An example of substantial water ingress and flooding, via unsealed service pipe penetrations.
https://vine.co/v/OEYY9vmZpgV/embed/simple
What caused this??
…Well compacted concrete is an inherently water resistant material, and with sufficient depth it can essentially block water out, however concrete structures leak. Why is this? Well, one way to think about it is that water penetrates not where the concrete is, but where the concrete ‘isn’t’ (a description I pinched from Bob Cather).
Where might concrete not be, within a concrete structure? Such positions might include: through cracking, construction/day joints, movement joints or induced crack joints (neither of which are a good idea in a basement), and the focus of the example, which as per the clips above, is the service penetrations.
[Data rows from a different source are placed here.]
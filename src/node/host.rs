//! Capabilities the node requires from its host.

use std::path::Path;


/// The host application that runs the node.
pub trait Host {
    /// Directory the host keeps its input files in.
    ///
    /// This is where the fonts are read from.
    fn input_directory(&self) -> &Path;
}

impl<'h, H: Host + ?Sized> Host for &'h H {
    fn input_directory(&self) -> &Path {
        (**self).input_directory()
    }
}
We were contacted before Christmas by a family suffering at the hands of a problem basement plant/store room, within a new-build property in very wet clay ground, where the structure is formed in reinforced concrete, tanked externally with bitumen sheet membranes (…like a bad penny), then subsequently tanked internally as an attempted remedial measure, this using polymer modified cementitious tanking slurry.
The space continued to suffer ingress and the homeowners were having to manually wet vac up the water following rainfall, sometimes throughout the night, this to prevent the space from flooding, which put plant – ground source heat pump equipment and electrical plant etc., at risk.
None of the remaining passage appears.